> **EXERCISE DETAILS**: Without omitting anything, copy every entry word for word.
----- INPUT MATERIAL -----
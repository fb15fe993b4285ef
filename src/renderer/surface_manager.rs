use std::sync::Arc;
use wgpu::Adapter;
use winit::dpi;
use winit::window::Window;
use crate::error::{ParticlesError, Result};

pub struct SurfaceManager {
    window: Arc<Window>,
    surface: wgpu::Surface<'static>,
    is_surface_configured: bool,
    config: wgpu::SurfaceConfiguration,
}

impl SurfaceManager {
    pub fn new(window: Arc<Window>, surface: wgpu::Surface<'static>, adapter: &Adapter, vsync: bool) -> Result<Self> {
        let surface_caps = surface.get_capabilities(adapter);
        let surface_format = surface_caps.formats.iter()
            .find(|f| f.is_srgb())
            .copied()
            .or_else(|| surface_caps.formats.first().copied())
            .ok_or_else(|| ParticlesError::ContextCreation("surface reports no supported formats".to_string()))?;

        let alpha_mode = surface_caps.alpha_modes.first().copied().unwrap_or(wgpu::CompositeAlphaMode::Auto);

        let size = window.inner_size();
        let config = wgpu::SurfaceConfiguration {
            usage: wgpu::TextureUsages::RENDER_ATTACHMENT,
            format: surface_format,
            width: size.width,
            height: size.height,
            present_mode: Self::present_mode(vsync),
            alpha_mode,
            view_formats: vec![],
            desired_maximum_frame_latency: 2,
        };
        Ok(Self { window, surface, is_surface_configured: false, config })
    }

    /// The Auto modes fall back to a supported mode on every platform.
    fn present_mode(vsync: bool) -> wgpu::PresentMode {
        if vsync {
            wgpu::PresentMode::AutoVsync
        } else {
            wgpu::PresentMode::AutoNoVsync
        }
    }

    pub fn window_size(&self) -> dpi::PhysicalSize<u32> {
        self.window.inner_size()
    }

    pub fn resize(&mut self, width: u32, height: u32, device: &wgpu::Device) {
        if width > 0 && height > 0 {
            self.config.width = width;
            self.config.height = height;
            self.surface.configure(device, &self.config);
            self.is_surface_configured = true;
        }
    }

    pub fn get_window(&self) -> &Arc<Window> {
        &self.window
    }

    pub fn get_surface(&self) -> &wgpu::Surface<'static> {
        &self.surface
    }

    pub fn is_surface_configured(&self) -> bool {
        self.is_surface_configured
    }

    pub fn get_config(&self) -> &wgpu::SurfaceConfiguration {
        &self.config
    }
}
-----
> **TASK ANSWER**:
repository fb15fe993b4285ef
filename src/renderer/surface_manager.rs
use std::sync::Arc;
use wgpu::Adapter;
use winit::dpi;
use winit::window::Window;
use crate::error::{ParticlesError, Result};

pub struct SurfaceManager {
    window: Arc<Window>,
    surface: wgpu::Surface<'static>,
    is_surface_configured: bool,
    config: wgpu::SurfaceConfiguration,
}

impl SurfaceManager {
    pub fn new(window: Arc<Window>, surface: wgpu::Surface<'static>, adapter: &Adapter, vsync: bool) -> Result<Self> {
        let surface_caps = surface.get_capabilities(adapter);
        let surface_format = surface_caps.formats.iter()
            .find(|f| f.is_srgb())
            .copied()
            .or_else(|| surface_caps.formats.first().copied())
            .ok_or_else(|| ParticlesError::ContextCreation("surface reports no supported formats".to_string()))?;

        let alpha_mode = surface_caps.alpha_modes.first().copied().unwrap_or(wgpu::CompositeAlphaMode::Auto);

        let size = window.inner_size();
        let config = wgpu::SurfaceConfiguration {
            usage: wgpu::TextureUsages::RENDER_ATTACHMENT,
            format: surface_format,
            width: size.width,
            height: size.height,
            present_mode: Self::present_mode(vsync),
            alpha_mode,
            view_formats: vec![],
            desired_maximum_frame_latency: 2,
        };
        Ok(Self { window, surface, is_surface_configured: false, config })
    }

    /// The Auto modes fall back to a supported mode on every platform.
    fn present_mode(vsync: bool) -> wgpu::PresentMode {
        if vsync {
            wgpu::PresentMode::AutoVsync
        } else {
            wgpu::PresentMode::AutoNoVsync
        }
    }

    pub fn window_size(&self) -> dpi::PhysicalSize<u32> {
        self.window.inner_size()
    }

    pub fn resize(&mut self, width: u32, height: u32, device: &wgpu::Device) {
        if width > 0 && height > 0 {
            self.config.width = width;
            self.config.height = height;
            self.surface.configure(device, &self.config);
            self.is_surface_configured = true;
        }
    }

    pub fn get_window(&self) -> &Arc<Window> {
        &self.window
    }

    pub fn get_surface(&self) -> &wgpu::Surface<'static> {
        &self.surface
    }

    pub fn is_surface_configured(&self) -> bool {
        self.is_surface_configured
    }

    pub fn get_config(&self) -> &wgpu::SurfaceConfiguration {
        &self.config
    }
}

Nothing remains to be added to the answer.